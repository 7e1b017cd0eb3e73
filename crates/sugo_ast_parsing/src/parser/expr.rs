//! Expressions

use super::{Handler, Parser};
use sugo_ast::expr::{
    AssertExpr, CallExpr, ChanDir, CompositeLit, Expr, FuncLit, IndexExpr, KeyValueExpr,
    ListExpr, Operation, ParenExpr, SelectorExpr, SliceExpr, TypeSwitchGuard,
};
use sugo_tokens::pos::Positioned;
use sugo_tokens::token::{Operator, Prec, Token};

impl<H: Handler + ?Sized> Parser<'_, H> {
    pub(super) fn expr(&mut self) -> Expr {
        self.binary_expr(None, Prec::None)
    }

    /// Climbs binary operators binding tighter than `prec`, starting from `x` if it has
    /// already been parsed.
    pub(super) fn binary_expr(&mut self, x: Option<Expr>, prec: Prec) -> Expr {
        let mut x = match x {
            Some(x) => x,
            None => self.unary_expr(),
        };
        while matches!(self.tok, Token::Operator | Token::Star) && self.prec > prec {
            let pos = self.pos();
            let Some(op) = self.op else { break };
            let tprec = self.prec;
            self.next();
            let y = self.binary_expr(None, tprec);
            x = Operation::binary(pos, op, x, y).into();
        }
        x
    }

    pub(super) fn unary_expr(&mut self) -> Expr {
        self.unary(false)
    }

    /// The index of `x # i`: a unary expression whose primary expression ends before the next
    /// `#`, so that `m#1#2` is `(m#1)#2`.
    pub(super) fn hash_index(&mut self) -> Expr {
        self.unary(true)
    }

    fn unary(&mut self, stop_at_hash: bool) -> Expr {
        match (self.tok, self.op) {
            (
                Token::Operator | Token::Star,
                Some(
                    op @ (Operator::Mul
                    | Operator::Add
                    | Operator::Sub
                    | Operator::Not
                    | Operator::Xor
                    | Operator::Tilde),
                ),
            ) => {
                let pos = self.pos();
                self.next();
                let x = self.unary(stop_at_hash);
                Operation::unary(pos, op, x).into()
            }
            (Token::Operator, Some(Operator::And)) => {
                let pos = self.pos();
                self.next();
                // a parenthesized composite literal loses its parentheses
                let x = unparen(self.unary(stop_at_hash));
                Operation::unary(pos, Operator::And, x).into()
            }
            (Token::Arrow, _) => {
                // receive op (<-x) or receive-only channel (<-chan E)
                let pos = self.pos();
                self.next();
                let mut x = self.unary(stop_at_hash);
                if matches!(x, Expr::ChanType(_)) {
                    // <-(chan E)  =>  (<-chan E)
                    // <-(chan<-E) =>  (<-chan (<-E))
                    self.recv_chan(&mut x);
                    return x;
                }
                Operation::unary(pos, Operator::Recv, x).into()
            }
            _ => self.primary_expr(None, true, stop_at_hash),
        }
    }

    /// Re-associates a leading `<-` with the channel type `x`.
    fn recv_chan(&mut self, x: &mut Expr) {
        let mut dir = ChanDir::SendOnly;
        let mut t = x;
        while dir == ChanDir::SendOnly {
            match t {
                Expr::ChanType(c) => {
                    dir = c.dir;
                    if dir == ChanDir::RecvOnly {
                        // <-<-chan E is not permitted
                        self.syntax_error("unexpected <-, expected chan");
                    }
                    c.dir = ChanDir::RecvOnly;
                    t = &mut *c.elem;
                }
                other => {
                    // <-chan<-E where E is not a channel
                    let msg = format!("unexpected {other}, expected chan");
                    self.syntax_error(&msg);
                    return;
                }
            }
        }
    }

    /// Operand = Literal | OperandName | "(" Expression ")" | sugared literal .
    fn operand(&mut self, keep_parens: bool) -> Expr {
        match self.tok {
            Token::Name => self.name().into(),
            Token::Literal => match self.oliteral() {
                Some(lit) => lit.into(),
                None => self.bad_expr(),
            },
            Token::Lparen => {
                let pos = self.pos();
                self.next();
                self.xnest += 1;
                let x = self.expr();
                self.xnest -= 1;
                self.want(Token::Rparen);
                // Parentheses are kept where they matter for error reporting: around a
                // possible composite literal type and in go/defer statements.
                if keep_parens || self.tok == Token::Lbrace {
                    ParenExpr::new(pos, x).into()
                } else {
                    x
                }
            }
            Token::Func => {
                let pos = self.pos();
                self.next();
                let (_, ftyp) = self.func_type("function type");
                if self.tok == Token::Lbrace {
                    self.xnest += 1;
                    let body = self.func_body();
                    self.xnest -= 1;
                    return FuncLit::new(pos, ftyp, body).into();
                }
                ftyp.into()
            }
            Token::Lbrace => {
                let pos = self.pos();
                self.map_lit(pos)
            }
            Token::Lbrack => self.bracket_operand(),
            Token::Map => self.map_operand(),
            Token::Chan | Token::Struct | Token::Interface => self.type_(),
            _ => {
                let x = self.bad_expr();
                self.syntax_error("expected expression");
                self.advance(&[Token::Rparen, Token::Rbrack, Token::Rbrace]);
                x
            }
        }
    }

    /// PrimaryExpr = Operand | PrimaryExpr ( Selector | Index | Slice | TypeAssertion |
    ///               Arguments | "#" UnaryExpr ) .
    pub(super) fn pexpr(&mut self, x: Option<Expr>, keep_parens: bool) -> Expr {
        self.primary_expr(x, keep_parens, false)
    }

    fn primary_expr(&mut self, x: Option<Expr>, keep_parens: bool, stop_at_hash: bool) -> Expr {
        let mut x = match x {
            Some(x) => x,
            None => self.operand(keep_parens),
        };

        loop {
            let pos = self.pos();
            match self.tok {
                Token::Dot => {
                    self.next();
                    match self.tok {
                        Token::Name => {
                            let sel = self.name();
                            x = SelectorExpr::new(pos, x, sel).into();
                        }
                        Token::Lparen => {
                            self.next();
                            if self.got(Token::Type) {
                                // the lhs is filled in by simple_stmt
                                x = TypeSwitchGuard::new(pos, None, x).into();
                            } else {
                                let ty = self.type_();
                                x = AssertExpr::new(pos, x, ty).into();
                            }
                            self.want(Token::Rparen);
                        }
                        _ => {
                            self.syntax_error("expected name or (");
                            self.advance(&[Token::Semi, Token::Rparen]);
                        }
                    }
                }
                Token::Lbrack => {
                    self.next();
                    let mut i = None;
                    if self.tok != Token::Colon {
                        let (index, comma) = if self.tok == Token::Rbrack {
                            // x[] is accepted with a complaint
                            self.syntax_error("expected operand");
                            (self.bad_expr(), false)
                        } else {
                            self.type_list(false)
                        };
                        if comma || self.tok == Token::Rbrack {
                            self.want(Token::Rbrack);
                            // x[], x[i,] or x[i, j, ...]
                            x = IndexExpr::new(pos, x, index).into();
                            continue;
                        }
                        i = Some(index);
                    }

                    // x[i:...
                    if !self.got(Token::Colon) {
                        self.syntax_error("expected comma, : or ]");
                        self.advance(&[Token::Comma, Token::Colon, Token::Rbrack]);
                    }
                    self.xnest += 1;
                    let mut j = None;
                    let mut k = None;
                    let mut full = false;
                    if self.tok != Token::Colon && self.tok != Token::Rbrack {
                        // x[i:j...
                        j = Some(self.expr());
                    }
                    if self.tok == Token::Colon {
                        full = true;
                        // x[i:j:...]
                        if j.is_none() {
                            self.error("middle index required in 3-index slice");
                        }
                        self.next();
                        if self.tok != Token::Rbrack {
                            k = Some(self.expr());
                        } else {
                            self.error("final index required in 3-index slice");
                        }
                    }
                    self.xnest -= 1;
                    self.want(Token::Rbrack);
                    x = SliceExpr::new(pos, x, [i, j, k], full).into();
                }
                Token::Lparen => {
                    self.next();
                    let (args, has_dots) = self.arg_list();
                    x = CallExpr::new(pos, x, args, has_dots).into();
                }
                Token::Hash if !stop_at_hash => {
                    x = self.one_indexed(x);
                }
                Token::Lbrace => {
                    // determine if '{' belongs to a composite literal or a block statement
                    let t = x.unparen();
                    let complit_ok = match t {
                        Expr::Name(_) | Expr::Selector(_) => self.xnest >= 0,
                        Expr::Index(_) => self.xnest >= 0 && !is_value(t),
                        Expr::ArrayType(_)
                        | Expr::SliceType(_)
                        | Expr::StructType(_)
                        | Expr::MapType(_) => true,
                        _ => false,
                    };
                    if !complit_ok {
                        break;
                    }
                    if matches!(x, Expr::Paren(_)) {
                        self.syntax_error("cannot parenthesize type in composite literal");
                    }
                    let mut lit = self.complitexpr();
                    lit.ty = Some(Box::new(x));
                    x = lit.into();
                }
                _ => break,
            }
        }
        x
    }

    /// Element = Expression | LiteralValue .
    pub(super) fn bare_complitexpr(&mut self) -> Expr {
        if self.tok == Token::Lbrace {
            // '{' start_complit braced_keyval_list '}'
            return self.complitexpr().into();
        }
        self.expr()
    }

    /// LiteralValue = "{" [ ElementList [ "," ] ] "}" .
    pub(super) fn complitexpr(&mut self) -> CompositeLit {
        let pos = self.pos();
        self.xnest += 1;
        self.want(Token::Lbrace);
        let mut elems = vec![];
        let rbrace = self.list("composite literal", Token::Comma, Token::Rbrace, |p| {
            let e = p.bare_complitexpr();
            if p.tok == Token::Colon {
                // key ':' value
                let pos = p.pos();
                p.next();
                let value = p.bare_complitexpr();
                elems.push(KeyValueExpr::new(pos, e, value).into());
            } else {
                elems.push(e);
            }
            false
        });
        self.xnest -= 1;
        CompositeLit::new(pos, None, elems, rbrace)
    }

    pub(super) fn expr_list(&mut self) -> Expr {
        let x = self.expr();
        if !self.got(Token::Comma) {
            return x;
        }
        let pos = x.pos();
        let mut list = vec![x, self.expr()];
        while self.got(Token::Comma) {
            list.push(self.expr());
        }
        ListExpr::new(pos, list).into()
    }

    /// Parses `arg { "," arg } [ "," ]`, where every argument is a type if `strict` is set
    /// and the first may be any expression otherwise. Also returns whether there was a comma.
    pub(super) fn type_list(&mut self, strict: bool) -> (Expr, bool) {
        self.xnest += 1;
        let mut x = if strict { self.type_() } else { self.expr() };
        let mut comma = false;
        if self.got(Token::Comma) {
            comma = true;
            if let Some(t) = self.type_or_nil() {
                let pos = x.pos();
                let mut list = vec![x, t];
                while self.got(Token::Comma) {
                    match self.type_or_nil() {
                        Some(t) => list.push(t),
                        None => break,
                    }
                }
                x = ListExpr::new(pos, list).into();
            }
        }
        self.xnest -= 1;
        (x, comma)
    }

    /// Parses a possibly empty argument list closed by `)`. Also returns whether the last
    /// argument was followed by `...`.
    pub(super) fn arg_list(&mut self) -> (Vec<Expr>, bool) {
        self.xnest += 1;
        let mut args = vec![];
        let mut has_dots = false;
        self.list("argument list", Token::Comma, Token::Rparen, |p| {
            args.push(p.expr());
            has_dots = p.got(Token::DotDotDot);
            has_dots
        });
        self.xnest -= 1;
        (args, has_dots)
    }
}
▬▬▬
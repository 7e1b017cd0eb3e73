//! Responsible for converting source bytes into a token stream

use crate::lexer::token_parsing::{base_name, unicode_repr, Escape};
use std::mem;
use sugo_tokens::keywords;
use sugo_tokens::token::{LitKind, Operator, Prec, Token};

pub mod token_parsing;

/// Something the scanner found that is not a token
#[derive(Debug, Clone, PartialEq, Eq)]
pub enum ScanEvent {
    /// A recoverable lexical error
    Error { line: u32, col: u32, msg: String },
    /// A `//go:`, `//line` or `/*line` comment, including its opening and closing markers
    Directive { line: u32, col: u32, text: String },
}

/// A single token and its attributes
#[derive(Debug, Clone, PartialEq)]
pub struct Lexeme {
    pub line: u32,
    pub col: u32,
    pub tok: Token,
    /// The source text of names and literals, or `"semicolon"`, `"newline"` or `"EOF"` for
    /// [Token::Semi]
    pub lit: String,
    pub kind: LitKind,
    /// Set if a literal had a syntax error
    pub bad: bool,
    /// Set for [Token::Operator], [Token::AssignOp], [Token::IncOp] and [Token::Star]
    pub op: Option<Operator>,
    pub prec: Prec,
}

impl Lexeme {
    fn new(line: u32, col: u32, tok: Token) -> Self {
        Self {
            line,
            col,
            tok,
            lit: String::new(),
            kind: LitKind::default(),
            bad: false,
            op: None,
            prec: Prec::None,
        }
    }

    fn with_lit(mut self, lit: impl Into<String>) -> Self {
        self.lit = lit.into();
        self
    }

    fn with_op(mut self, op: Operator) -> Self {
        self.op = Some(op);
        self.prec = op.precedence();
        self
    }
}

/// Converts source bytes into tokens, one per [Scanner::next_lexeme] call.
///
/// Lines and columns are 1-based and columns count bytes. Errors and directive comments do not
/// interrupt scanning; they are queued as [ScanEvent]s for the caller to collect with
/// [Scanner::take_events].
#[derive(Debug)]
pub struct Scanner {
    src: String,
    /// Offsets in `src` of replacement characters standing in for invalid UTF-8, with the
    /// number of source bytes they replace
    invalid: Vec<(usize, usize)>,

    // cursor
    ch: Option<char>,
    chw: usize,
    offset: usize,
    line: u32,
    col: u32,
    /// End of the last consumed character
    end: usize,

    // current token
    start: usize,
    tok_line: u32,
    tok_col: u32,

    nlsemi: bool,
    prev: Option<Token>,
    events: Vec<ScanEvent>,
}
▬▬▬
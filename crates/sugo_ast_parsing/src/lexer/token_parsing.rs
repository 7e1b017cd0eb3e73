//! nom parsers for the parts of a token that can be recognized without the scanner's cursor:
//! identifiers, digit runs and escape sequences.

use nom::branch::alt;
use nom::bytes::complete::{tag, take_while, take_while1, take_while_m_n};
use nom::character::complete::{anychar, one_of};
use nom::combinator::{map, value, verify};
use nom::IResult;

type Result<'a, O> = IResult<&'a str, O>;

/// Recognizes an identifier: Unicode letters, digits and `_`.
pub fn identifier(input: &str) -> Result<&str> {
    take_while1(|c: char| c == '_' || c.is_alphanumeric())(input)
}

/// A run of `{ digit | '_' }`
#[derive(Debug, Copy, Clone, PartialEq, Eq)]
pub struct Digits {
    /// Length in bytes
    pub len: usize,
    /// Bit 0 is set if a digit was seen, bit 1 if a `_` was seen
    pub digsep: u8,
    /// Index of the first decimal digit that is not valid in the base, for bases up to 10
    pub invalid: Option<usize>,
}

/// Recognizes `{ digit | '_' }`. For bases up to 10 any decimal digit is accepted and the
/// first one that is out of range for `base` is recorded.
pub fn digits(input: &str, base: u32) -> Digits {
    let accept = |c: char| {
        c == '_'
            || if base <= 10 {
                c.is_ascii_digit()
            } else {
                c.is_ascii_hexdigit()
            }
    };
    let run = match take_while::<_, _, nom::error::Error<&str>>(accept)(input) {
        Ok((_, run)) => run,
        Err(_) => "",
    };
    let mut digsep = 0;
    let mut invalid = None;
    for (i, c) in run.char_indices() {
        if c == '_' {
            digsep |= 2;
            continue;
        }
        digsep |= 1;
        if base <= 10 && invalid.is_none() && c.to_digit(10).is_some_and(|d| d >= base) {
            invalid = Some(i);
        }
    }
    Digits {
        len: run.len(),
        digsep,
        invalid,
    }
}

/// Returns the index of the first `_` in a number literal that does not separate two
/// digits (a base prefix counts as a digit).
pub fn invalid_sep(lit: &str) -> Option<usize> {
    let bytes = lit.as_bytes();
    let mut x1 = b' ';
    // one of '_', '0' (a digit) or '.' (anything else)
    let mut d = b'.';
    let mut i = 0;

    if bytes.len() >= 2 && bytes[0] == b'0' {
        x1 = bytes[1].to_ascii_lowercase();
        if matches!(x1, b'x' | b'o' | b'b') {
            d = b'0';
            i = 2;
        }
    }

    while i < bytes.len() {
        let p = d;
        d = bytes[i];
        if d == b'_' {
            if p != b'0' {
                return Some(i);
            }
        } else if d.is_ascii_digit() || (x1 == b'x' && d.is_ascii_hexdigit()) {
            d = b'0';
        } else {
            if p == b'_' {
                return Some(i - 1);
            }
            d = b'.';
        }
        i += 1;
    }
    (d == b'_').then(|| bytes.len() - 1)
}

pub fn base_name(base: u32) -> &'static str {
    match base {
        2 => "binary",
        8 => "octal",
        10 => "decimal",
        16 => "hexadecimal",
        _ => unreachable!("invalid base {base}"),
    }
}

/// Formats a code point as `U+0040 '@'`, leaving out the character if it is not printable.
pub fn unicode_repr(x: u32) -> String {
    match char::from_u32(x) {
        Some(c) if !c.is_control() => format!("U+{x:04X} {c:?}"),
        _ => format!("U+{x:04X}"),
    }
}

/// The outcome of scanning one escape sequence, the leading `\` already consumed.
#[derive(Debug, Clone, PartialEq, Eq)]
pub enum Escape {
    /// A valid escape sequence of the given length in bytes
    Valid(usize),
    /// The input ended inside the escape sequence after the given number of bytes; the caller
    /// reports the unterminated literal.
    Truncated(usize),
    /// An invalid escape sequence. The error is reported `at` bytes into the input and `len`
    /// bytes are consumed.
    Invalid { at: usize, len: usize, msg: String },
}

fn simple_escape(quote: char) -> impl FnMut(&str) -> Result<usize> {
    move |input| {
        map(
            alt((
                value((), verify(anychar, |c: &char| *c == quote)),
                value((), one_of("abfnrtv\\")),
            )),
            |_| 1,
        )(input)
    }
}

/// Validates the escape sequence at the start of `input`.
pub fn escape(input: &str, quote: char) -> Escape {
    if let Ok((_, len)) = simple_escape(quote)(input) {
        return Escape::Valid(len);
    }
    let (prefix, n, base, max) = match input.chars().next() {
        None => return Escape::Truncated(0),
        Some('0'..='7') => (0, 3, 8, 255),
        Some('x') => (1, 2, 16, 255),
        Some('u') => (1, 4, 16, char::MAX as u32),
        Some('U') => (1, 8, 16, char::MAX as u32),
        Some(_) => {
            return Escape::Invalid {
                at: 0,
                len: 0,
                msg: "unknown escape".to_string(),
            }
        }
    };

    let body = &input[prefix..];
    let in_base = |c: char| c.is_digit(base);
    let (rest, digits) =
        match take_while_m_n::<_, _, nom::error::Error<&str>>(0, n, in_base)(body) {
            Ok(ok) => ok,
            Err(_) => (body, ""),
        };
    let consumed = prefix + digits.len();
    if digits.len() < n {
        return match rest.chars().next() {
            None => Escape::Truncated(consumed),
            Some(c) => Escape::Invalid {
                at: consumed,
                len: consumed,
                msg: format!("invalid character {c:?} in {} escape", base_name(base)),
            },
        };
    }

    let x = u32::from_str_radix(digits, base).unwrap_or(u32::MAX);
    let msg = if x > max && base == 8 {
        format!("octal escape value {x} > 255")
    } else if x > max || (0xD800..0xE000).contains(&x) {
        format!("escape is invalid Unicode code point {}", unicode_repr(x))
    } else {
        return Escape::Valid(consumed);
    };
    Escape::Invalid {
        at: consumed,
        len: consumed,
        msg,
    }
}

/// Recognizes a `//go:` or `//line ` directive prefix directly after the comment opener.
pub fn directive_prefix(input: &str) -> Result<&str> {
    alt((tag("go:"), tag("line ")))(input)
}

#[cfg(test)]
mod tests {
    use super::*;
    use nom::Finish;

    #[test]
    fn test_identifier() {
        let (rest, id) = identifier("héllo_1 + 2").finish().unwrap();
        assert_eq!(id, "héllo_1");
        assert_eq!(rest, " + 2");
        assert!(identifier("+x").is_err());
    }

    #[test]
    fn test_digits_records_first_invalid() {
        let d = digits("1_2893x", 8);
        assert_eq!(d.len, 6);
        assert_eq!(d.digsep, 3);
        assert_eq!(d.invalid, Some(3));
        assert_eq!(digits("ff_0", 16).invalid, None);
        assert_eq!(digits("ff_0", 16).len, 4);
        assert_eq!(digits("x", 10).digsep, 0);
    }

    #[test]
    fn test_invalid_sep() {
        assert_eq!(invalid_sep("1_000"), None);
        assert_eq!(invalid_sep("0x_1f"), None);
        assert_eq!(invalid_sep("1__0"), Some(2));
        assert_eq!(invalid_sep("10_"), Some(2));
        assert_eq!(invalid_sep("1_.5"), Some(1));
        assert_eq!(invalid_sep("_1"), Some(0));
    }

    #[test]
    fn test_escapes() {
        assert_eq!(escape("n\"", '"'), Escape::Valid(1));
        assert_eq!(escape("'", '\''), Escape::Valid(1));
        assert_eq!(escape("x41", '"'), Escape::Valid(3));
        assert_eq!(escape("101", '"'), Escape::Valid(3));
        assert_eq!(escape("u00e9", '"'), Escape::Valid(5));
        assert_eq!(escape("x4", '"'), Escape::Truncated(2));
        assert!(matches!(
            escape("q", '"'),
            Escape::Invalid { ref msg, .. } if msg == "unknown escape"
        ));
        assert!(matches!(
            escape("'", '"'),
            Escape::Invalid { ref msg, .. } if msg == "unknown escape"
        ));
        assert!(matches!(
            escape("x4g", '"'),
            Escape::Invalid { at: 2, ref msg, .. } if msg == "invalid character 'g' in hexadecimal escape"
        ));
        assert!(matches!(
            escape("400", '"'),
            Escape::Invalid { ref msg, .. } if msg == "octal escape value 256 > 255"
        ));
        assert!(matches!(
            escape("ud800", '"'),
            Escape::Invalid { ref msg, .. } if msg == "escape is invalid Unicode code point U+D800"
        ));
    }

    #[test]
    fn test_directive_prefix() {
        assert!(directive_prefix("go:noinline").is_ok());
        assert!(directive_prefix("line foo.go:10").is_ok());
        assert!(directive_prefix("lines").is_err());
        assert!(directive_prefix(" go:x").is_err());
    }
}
▬▬▬
• Exercise aim: Determine how many lines in the listing above hold the word "cursor", answering with the number only.

• Final answer: 2